=== Supplied material ===

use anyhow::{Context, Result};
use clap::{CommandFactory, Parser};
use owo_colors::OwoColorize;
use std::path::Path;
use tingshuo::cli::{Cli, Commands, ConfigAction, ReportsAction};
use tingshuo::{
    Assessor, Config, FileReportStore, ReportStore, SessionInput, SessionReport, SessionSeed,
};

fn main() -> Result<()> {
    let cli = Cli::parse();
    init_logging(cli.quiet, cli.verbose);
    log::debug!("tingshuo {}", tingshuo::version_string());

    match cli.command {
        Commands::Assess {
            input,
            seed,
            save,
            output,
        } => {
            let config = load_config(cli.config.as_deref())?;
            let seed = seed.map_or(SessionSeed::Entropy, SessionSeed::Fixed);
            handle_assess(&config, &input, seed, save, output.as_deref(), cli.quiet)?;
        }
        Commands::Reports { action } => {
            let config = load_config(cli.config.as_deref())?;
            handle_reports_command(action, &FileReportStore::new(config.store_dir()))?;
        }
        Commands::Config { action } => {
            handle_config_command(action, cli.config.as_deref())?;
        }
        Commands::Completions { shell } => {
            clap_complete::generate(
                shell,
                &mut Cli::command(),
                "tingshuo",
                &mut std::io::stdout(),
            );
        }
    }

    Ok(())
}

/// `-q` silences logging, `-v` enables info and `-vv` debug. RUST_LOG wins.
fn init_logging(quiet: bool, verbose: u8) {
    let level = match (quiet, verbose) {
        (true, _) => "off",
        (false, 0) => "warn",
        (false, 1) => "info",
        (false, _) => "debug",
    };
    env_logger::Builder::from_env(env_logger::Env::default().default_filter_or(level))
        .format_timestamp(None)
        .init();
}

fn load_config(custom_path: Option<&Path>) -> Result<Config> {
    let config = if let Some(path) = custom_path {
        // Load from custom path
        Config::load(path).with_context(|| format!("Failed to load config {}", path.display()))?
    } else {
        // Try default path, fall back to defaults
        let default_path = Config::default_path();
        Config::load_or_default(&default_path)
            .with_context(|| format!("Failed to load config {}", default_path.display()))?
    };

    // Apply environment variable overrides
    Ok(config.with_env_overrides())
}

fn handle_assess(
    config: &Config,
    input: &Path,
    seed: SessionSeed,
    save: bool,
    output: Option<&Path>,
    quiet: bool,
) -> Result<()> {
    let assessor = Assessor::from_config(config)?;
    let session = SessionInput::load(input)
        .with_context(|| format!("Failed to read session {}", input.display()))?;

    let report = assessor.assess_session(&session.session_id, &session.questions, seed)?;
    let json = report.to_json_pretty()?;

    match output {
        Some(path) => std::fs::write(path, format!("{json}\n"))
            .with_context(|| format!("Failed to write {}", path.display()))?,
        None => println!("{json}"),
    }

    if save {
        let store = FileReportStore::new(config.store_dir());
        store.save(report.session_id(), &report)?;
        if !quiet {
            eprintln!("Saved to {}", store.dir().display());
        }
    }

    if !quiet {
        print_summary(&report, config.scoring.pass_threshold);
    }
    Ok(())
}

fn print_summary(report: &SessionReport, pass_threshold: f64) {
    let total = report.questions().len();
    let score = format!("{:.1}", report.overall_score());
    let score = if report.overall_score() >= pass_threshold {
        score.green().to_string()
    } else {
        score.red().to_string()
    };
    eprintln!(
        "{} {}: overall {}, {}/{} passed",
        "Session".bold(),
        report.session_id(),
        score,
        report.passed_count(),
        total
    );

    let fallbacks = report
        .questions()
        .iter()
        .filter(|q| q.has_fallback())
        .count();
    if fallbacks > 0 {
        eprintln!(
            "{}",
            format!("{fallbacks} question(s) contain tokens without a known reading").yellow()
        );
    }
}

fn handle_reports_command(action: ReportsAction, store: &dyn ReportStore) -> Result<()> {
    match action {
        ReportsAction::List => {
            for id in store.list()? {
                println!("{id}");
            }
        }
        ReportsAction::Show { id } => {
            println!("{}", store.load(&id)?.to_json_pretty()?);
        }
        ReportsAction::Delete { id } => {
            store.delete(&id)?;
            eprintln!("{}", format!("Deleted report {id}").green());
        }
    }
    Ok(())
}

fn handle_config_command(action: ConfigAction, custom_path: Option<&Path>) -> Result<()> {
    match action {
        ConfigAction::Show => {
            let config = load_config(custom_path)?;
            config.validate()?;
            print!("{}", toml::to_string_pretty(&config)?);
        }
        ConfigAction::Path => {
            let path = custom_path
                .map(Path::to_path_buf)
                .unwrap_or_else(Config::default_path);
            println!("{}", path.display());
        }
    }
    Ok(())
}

===

• Problem to work on
Every line in the data that holds "FileReportStore" should be copied out.

• Solution for this problem
    Assessor, Config, FileReportStore, ReportStore, SessionInput, SessionReport, SessionSeed,
            handle_reports_command(action, &FileReportStore::new(config.store_dir()))?;
        let store = FileReportStore::new(config.store_dir());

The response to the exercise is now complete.